The pandemic has forced millions of office workers to work from home. The hackers are also aware of this. Hence, they bombard your home networks with tons of attacks. Other times, the target is the personal email accounts of unsuspecting remote workers. You cannot stop them from sending these attacks, but you can build a safe wall around your data.

What can you do?

  • Do not combine work/business tech with personal tech. You may become so relaxed working from home that you start finding your gadgets and tools more comfortable than the offices. However, you must resist this urge! Do not use your email addresses, texting apps, or computers for official tasks. Why? The security in your gadgets may not be as strong as your company's security.

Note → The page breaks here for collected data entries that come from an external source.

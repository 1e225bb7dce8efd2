//! Transaction entity and its lifecycle.

use chrono::{DateTime, Utc};
use serde::{Deserialize, Serialize};

use super::{Address, Bytes, H256, opt_wei_string, wei_string};

/// Lifecycle status of a transaction.
///
/// `Pending` is the only non-terminal state: it moves to exactly one of the
/// terminal states and never back.
#[derive(Debug, Clone, Copy, PartialEq, Eq, Hash, Serialize, Deserialize)]
#[serde(rename_all = "snake_case")]
pub enum TransactionStatus {
    Pending,
    Success,
    Failed,
    Dropped,
    Replaced,
}

impl TransactionStatus {
    pub fn as_str(&self) -> &'static str {
        match self {
            Self::Pending => "pending",
            Self::Success => "success",
            Self::Failed => "failed",
            Self::Dropped => "dropped",
            Self::Replaced => "replaced",
        }
    }

    pub fn is_terminal(&self) -> bool {
        !matches!(self, Self::Pending)
    }

    /// Whether the lifecycle allows moving from `self` to `next`.
    pub fn can_transition_to(&self, next: TransactionStatus) -> bool {
        match self {
            Self::Pending => true,
            terminal => *terminal == next,
        }
    }
}

impl std::fmt::Display for TransactionStatus {
    fn fmt(&self, f: &mut std::fmt::Formatter<'_>) -> std::fmt::Result {
        f.write_str(self.as_str())
    }
}

impl std::str::FromStr for TransactionStatus {
    type Err = String;

    fn from_str(s: &str) -> Result<Self, Self::Err> {
        match s {
            "pending" => Ok(Self::Pending),
            "success" => Ok(Self::Success),
            "failed" => Ok(Self::Failed),
            "dropped" => Ok(Self::Dropped),
            "replaced" => Ok(Self::Replaced),
            other => Err(format!("unknown transaction status: {other}")),
        }
    }
}

/// Indexed transaction.
///
/// Block linkage is `None` while the transaction is pending; the record is
/// mutated in place once it is mined.
#[derive(Debug, Clone, PartialEq, Serialize, Deserialize)]
pub struct Transaction {
    pub hash: H256,
    pub block_number: Option<u64>,
    pub block_hash: Option<H256>,
    pub transaction_index: Option<u32>,
    pub from: Address,
    /// Recipient; `None` for contract creation.
    pub to: Option<Address>,
    #[serde(with = "wei_string")]
    pub value: u128,
    pub gas_limit: u64,
    pub gas_used: Option<u64>,
    #[serde(default, with = "opt_wei_string")]
    pub gas_price: Option<u128>,
    #[serde(default, with = "opt_wei_string")]
    pub max_fee_per_gas: Option<u128>,
    #[serde(default, with = "opt_wei_string")]
    pub max_priority_fee_per_gas: Option<u128>,
    pub nonce: u64,
    pub input: Bytes,
    pub status: TransactionStatus,
    /// Address of the contract created by this transaction, if any.
    pub contract_address: Option<Address>,
    pub timestamp: Option<DateTime<Utc>>,
}

/// Execution outcome of a mined transaction, as reported by its receipt.
#[derive(Debug, Clone, Copy, PartialEq, Eq)]
pub struct ReceiptOutcome {
    pub success: bool,
    pub gas_used: u64,
    pub contract_address: Option<Address>,
}

impl Transaction {
    /// A transaction without recipient deploys a contract.
    pub fn is_contract_creation(&self) -> bool {
        self.to.is_none()
    }

    /// Attach block linkage and settle status from the receipt.
    ///
    /// Without a receipt the mined transaction is recorded as successful;
    /// terminal states other than `Pending` are never overwritten.
    pub fn mark_mined(
        &mut self,
        block_number: u64,
        block_hash: H256,
        index: u32,
        timestamp: DateTime<Utc>,
        receipt: Option<ReceiptOutcome>,
    ) {
        self.block_number = Some(block_number);
        self.block_hash = Some(block_hash);
        self.transaction_index = Some(index);
        self.timestamp = Some(timestamp);

        let next = match receipt {
            Some(r) if !r.success => TransactionStatus::Failed,
            _ => TransactionStatus::Success,
        };
        if self.status.can_transition_to(next) {
            self.status = next;
        }

        if let Some(receipt) = receipt {
            self.gas_used = Some(receipt.gas_used);
            if receipt.contract_address.is_some() {
                self.contract_address = receipt.contract_address;
            }
        }
    }
}

#[cfg(test)]
mod tests {
    use super::*;

    fn pending_tx() -> Transaction {
        Transaction {
            hash: H256([1; 32]),
            block_number: None,
            block_hash: None,
            transaction_index: None,
            from: Address([2; 20]),
            to: None,
            value: 0,
            gas_limit: 21_000,
            gas_used: None,
            gas_price: Some(1),
            max_fee_per_gas: None,
            max_priority_fee_per_gas: None,
            nonce: 0,
            input: Bytes::default(),
            status: TransactionStatus::Pending,
            contract_address: None,
            timestamp: None,
        }
    }

    #[test]
    fn terminal_states_do_not_transition() {
        assert!(TransactionStatus::Pending.can_transition_to(TransactionStatus::Dropped));
        assert!(!TransactionStatus::Success.can_transition_to(TransactionStatus::Failed));
        assert!(!TransactionStatus::Replaced.can_transition_to(TransactionStatus::Pending));
    }

    #[test]
    fn mark_mined_uses_receipt_outcome() {
        let mut tx = pending_tx();
        let created = Address([9; 20]);
        tx.mark_mined(
            10,
            H256([3; 32]),
            0,
            Utc::now(),
            Some(ReceiptOutcome {
                success: false,
                gas_used: 20_000,
                contract_address: Some(created),
            }),
        );
        assert_eq!(tx.status, TransactionStatus::Failed);
        assert_eq!(tx.block_number, Some(10));
        assert_eq!(tx.gas_used, Some(20_000));
        assert_eq!(tx.contract_address, Some(created));
        assert!(tx.is_contract_creation());
    }

    #[test]
    fn mark_mined_keeps_terminal_status() {
        let mut tx = pending_tx();
        tx.status = TransactionStatus::Replaced;
        tx.mark_mined(10, H256([3; 32]), 0, Utc::now(), None);
        assert_eq!(tx.status, TransactionStatus::Replaced);
    }
}
//! Validator entity and signer metrics.

use chrono::{DateTime, Utc};
use serde::{Deserialize, Serialize};

use super::Address;

#[derive(Debug, Clone, Copy, PartialEq, Eq, Hash, Serialize, Deserialize)]
#[serde(rename_all = "snake_case")]
pub enum ValidatorStatus {
    Active,
    Inactive,
}

impl ValidatorStatus {
    pub fn as_str(&self) -> &'static str {
        match self {
            Self::Active => "active",
            Self::Inactive => "inactive",
        }
    }
}

impl std::fmt::Display for ValidatorStatus {
    fn fmt(&self, f: &mut std::fmt::Formatter<'_>) -> std::fmt::Result {
        f.write_str(self.as_str())
    }
}

/// Per-signer counters reported by the consensus layer.
#[derive(Debug, Clone, Copy, PartialEq, Eq, Default)]
pub struct SignerMetrics {
    pub address: Address,
    pub proposed_block_count: u64,
    pub last_proposed_block: u64,
}

/// Indexed validator.
#[derive(Debug, Clone, PartialEq, Serialize, Deserialize)]
pub struct Validator {
    pub address: Address,
    pub proposed_block_count: u64,
    pub last_proposed_block: u64,
    pub status: ValidatorStatus,
    /// Estimated uptime in percent (`0..=100`).
    pub uptime: f64,
    pub first_seen: DateTime<Utc>,
    pub last_seen: DateTime<Utc>,
}

impl Validator {
    pub fn is_active(&self) -> bool {
        self.status == ValidatorStatus::Active
    }
}
impl StaticChain {
    pub fn new() -> Self {
        Self::default()
    }

    pub fn with_block(self, block: ChainBlock, receipts: Vec<Receipt>) -> Self {
        {
            let mut state = self.state.lock();
            state.receipts.insert(block.block.number, receipts);
            state.blocks.insert(block.block.number, block);
        }
        self
    }

    pub fn with_code(self, address: Address, code: Bytes) -> Self {
        self.state.lock().code.insert(address, code);
        self
    }

    pub fn with_balance(self, address: Address, balance: u128, nonce: u64) -> Self {
        {
            let mut state = self.state.lock();
            state.balances.insert(address, balance);
            state.nonces.insert(address, nonce);
        }
        self
    }

    pub fn set_validators(&self, validators: Vec<Address>, metrics: Vec<SignerMetrics>) {
        let mut state = self.state.lock();
        state.validators = validators;
        state.signer_metrics = metrics;
    }

    /// Make every call fail with a connection error.
    pub fn fail_all(&self, fail: bool) {
        self.state.lock().fail_all = fail;
    }

    fn check(&self) -> ChainResult<()> {
        if self.state.lock().fail_all {
            return Err(ChainError::ConnectionFailed("injected node failure".into()));
        }
        Ok(())
    }
}

#[async_trait]
impl ChainClient for StaticChain {
    async fn block_by_number(&self, number: u64) -> ChainResult<Option<ChainBlock>> {
        self.check()?;
        Ok(self.state.lock().blocks.get(&number).cloned())
    }

    async fn block_receipts(&self, number: u64) -> ChainResult<Vec<Receipt>> {
        self.check()?;
        Ok(self
            .state
            .lock()
            .receipts
            .get(&number)
            .cloned()
            .unwrap_or_default())
    }

    async fn pending_nonce(&self, address: &Address) -> ChainResult<u64> {
        self.check()?;
        Ok(self.state.lock().nonces.get(address).copied().unwrap_or(0))
    }

    async fn balance(&self, address: &Address) -> ChainResult<u128> {
        self.check()?;
        Ok(self.state.lock().balances.get(address).copied().unwrap_or(0))
    }

    async fn code_at(&self, address: &Address) -> ChainResult<Bytes> {
        self.check()?;
        Ok(self
            .state
            .lock()
            .code
            .get(address)
            .cloned()
            .unwrap_or_default())
    }

    async fn validator_addresses(&self) -> ChainResult<Vec<Address>> {
        self.check()?;
        Ok(self.state.lock().validators.clone())
    }

    async fn signer_metrics(&self) -> ChainResult<Vec<SignerMetrics>> {
        self.check()?;
        Ok(self.state.lock().signer_metrics.clone())
    }
}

  • Monitor your network security closely. You cannot afford to leave your WiFi routers outdated. Always run the latest firmware and software version. Install security updates as soon as they arrive. Do not leave anything to chance. For routers that have been running for over seven years, the security updates might become sparing or non-existent. In this case, get a newer, more modern WiFi system. Google WiFi and Eero from Amazon offer regular automatic security updates.

Again, always use company-provided tools for all office-related tasks. If what you have is not adequate for the job, reach out to your IT department for an upgrade.

General Tips to Avoid Online Scams During Pandemic

How about we discuss a few general protective measures to keep you safe from the malicious activities of scammers and hackers?

  • Verify special offers related to COVID-19 posted on social media or sent to your emails. Do not open links or attachments from strangers.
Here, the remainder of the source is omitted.